● WHAT IS EXPECTED
Under this line are the records; write out word for word the part that begins at the line containing "draws the target" and ends at the line containing "forbidden zone and", and no more.

● Collected data
+ + + + +

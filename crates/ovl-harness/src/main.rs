#![forbid(unsafe_code)]

//! Avatar overlay harness.
//!
//! Prints the layout for a set of candidate images so it can be inspected,
//! diffed between builds, or replayed with a fixed seed.
//!
//! # Running
//!
//! ```sh
//! cargo run -p ovl-harness -- --seed 12345 /a.png /a.png /b.jpg not-a-url
//! printf '/a.png\n/b.jpg\n' | OVL_SEED=7 cargo run -p ovl-harness -- --json
//! ```
//!
//! # Environment
//!
//! - `OVL_SEED`: seed when `--seed` is absent (otherwise clock-derived)
//! - `OVL_LAYOUT_*`: layout overrides, see `ovl_layout::config`
//! - `OVL_LOG` / `RUST_LOG`: log filter (default `warn`)
//! - `OVL_LOG_FORMAT=json`: structured log lines on stderr

use std::env;
use std::io::{self, BufWriter};
use std::process::ExitCode;

use ovl_core::ClockSeed;
use ovl_harness::run_with;
use tracing_subscriber::EnvFilter;

fn init_tracing() {
    let filter = EnvFilter::try_from_env("OVL_LOG")
        .or_else(|_| EnvFilter::try_from_default_env())
        .unwrap_or_else(|_| EnvFilter::new("warn"));
    let json = env::var("OVL_LOG_FORMAT")
        .map(|v| v.eq_ignore_ascii_case("json"))
        .unwrap_or(false);

    let builder = tracing_subscriber::fmt()
        .with_env_filter(filter)
        .with_writer(io::stderr);
    let _ = if json {
        builder.json().try_init()
    } else {
        builder.try_init()
    };
}

fn main() -> ExitCode {
    init_tracing();
    let stdout = io::stdout();
    let mut out = BufWriter::new(stdout.lock());
    let result = run_with(
        env::args().skip(1),
        |key| env::var(key).ok(),
        io::stdin().lock(),
        &mut out,
        ClockSeed::new(),
    );
    match result {
        Ok(_) => ExitCode::SUCCESS,
        Err(err) => {
            eprintln!("ovl-harness: {err}");
            ExitCode::from(err.exit_code())
        }
    }
}
#![forbid(unsafe_code)]

//! Seeded placement search.
//!
//! [`plan_placements`] fills a left column and a right column with avatar
//! positions. Every random value comes from generators seeded by the caller,
//! so the same `(unique_count, seed, config)` always yields the same plan.
//!
//! # Algorithm
//!
//! 1. A generator seeded with `seed + target_seed_offset` draws the target
//!    count from `[target_min, target_max]`.
//! 2. The plan is capped at the number of unique candidates and split
//!    `ceil(n/2)` left, the rest right.
//! 3. The generator that shuffled the candidates (seeded with `seed`, already
//!    advanced by `n - 1` draws) continues into the search. For each slot
//!    (left column first) up to `max_attempts` tries draw, in order: `x` from
//!    the column range, a band roll, `y` from the chosen band, and a size.
//! 4. A try is accepted when its center is outside every forbidden zone and
//!    at least `spacing_base + spacing_factor * size` away from every avatar
//!    already placed on either side. A slot that never succeeds is dropped.
//!
//! # Invariants
//!
//! 1. Accepted centers never fall inside a forbidden zone.
//! 2. Each accepted avatar respects its own spacing radius against all
//!    earlier ones.
//! 3. `placements.len() <= max_avatars <= min(target_count, unique_count)`.
//! 4. `image_index` is tied to the slot, not to acceptance order: dropped
//!    slots leave gaps rather than shifting later indices.

use ovl_core::{Point, SeededGenerator, Span};

use crate::config::LayoutConfig;

/// Column an avatar belongs to.
#[derive(Debug, Clone, Copy, PartialEq, Eq, Hash)]
#[cfg_attr(feature = "serde", derive(serde::Serialize))]
#[cfg_attr(feature = "serde", serde(rename_all = "lowercase"))]
pub enum Side {
    Left,
    Right,
}

/// One decorative avatar position.
#[derive(Debug, Clone, Copy, PartialEq)]
#[cfg_attr(feature = "serde", derive(serde::Serialize))]
pub struct Placement {
    /// Horizontal center, percent of viewport width.
    pub x: f64,
    /// Vertical center, percent of viewport height.
    pub y: f64,
    /// Diameter in pixels.
    pub size: u32,
    /// Position in the shuffled candidate sequence.
    pub image_index: usize,
    pub side: Side,
}

impl Placement {
    #[inline]
    pub fn center(&self) -> Point {
        Point::new(self.x, self.y)
    }
}

/// Result of a planning pass, with the bookkeeping behind it.
#[derive(Debug, Clone, PartialEq, Default)]
#[cfg_attr(feature = "serde", derive(serde::Serialize))]
pub struct PlanOutcome {
    pub placements: Vec<Placement>,
    /// Count drawn from the target range (0 when there were no candidates).
    pub target_count: usize,
    /// `min(target_count, unique_count)`.
    pub max_avatars: usize,
    pub left_slots: usize,
    pub right_slots: usize,
    /// Slots dropped after exhausting their attempts.
    pub skipped_slots: usize,
    /// Total tries across all slots.
    pub attempts: u64,
}

impl PlanOutcome {
    /// Placements in the given column, in acceptance order.
    pub fn side(&self, side: Side) -> impl Iterator<Item = &Placement> {
        self.placements.iter().filter(move |p| p.side == side)
    }
}

/// Plan avatar positions for `unique_count` shuffled candidates.
///
/// Builds the session generator from `seed` and advances it past the
/// `unique_count - 1` draws a shuffle of that many candidates consumes, so
/// the result matches [`plan_placements_with`] after a real shuffle.
///
/// Never fails: an empty candidate set yields an empty outcome without
/// drawing, and crowded columns simply produce fewer placements.
#[must_use]
pub fn plan_placements(unique_count: usize, seed: u64, config: &LayoutConfig) -> PlanOutcome {
    let mut rng = SeededGenerator::new(seed);
    for _ in 1..unique_count {
        rng.next();
    }
    plan_placements_with(unique_count, seed, &mut rng, config)
}

/// Plan avatar positions, continuing the stream of `rng`.
///
/// `rng` is the generator that shuffled the candidates; `seed` only derives
/// the separate target-count generator.
#[must_use]
pub fn plan_placements_with(
    unique_count: usize,
    seed: u64,
    rng: &mut SeededGenerator,
    config: &LayoutConfig,
) -> PlanOutcome {
    if unique_count == 0 {
        return PlanOutcome::default();
    }

    let span = ovl_core::debug_span!("plan_placements", seed, unique_count);
    let _guard = span.enter();

    let target_count = draw_target_count(seed, config);
    let max_avatars = target_count.min(unique_count);
    let left_slots = max_avatars.div_ceil(2);
    let right_slots = max_avatars - left_slots;

    let mut planner = Planner {
        config,
        rng,
        placements: Vec::with_capacity(max_avatars),
        skipped_slots: 0,
        attempts: 0,
    };

    for slot in 0..left_slots {
        planner.fill_slot(Side::Left, slot % unique_count);
    }
    for slot in 0..right_slots {
        planner.fill_slot(Side::Right, (left_slots + slot) % unique_count);
    }

    ovl_core::debug!(
        seed,
        target_count,
        max_avatars,
        placed = planner.placements.len(),
        skipped = planner.skipped_slots,
        attempts = planner.attempts,
        "planned avatar overlay"
    );

    PlanOutcome {
        placements: planner.placements,
        target_count,
        max_avatars,
        left_slots,
        right_slots,
        skipped_slots: planner.skipped_slots,
        attempts: planner.attempts,
    }
}

fn draw_target_count(seed: u64, config: &LayoutConfig) -> usize {
    let mut rng = SeededGenerator::new(seed.wrapping_add(config.target_seed_offset));
    let drawn = rng.next_int(i64::from(config.target_min), i64::from(config.target_max));
    usize::try_from(drawn).unwrap_or(0)
}

struct Planner<'a> {
    config: &'a LayoutConfig,
    rng: &'a mut SeededGenerator,
    placements: Vec<Placement>,
    skipped_slots: usize,
    attempts: u64,
}

impl Planner<'_> {
    fn fill_slot(&mut self, side: Side, image_index: usize) {
        let columns = self.column(side);
        for _ in 0..self.config.max_attempts {
            self.attempts += 1;
            let x = self.rng.next_float(columns.min, columns.max);
            let roll = self.rng.next();
            let band = self.band(roll);
            let y = self.rng.next_float(band.min, band.max);
            let size = self.draw_size();

            let candidate = Placement {
                x,
                y,
                size,
                image_index,
                side,
            };
            if self.accepts(&candidate) {
                self.placements.push(candidate);
                return;
            }
        }

        self.skipped_slots += 1;
        ovl_core::debug!(
            ?side,
            image_index,
            attempts = self.config.max_attempts,
            "avatar slot skipped"
        );
    }

    fn column(&self, side: Side) -> Span {
        match side {
            Side::Left => self.config.left_x,
            Side::Right => self.config.right_x,
        }
    }

    fn band(&self, roll: f64) -> Span {
        if roll < self.config.top_band_threshold {
            self.config.top_band
        } else if roll < self.config.bottom_band_threshold {
            self.config.bottom_band
        } else {
            self.config.full_band
        }
    }

    fn draw_size(&mut self) -> u32 {
        let drawn = self
            .rng
            .next_int(i64::from(self.config.size_min), i64::from(self.config.size_max));
        u32::try_from(drawn).unwrap_or(self.config.size_min)
    }

    fn accepts(&self, candidate: &Placement) -> bool {
        let center = candidate.center();
        if self.config.forbidden_zones.iter().any(|z| z.contains(center)) {
            return false;
        }
        let min_distance = self.config.min_distance(candidate.size);
        self.placements
            .iter()
            .all(|placed| placed.center().distance(&center) >= min_distance)
    }
}
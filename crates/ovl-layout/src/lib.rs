#![forbid(unsafe_code)]

//! Avatar overlay layout.
//!
//! This crate places decorative avatars around overlaid text:
//!
//! - [`plan_placements`] - seeded placement search over left/right columns
//! - [`LayoutConfig`] - ranges, spacing, attempts and forbidden zones
//! - [`compose_overlay`] - filter, shuffle, plan and resolve in one pass
//! - [`OverlaySession`] - per-session seed with memoized recomputation
//!
//! # Example
//!
//! ```
//! use ovl_layout::{LayoutConfig, compose_overlay};
//!
//! let layout = compose_overlay(
//!     ["/a.png", "/a.png", "/b.jpg", "not-a-url"],
//!     12345,
//!     &LayoutConfig::default(),
//! );
//! assert_eq!(layout.images, vec!["/b.jpg", "/a.png"]);
//! assert!(layout.placements.len() <= 2);
//! ```

pub mod config;
pub mod overlay;
pub mod planner;

pub use config::{LayoutConfig, LayoutConfigError, LayoutConfigParse};
pub use overlay::{OverlayLayout, OverlaySession, ResolvedPlacement, compose_overlay};
pub use planner::{Placement, PlanOutcome, Side, plan_placements, plan_placements_with};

+ + + + +

● EXPECTED OUTPUT
//! 1. A generator seeded with `seed + target_seed_offset` draws the target
//!    count from `[target_min, target_max]`.
//! 2. The plan is capped at the number of unique candidates and split
//!    `ceil(n/2)` left, the rest right.
//! 3. The generator that shuffled the candidates (seeded with `seed`, already
//!    advanced by `n - 1` draws) continues into the search. For each slot
//!    (left column first) up to `max_attempts` tries draw, in order: `x` from
//!    the column range, a band roll, `y` from the chosen band, and a size.
//! 4. A try is accepted when its center is outside every forbidden zone and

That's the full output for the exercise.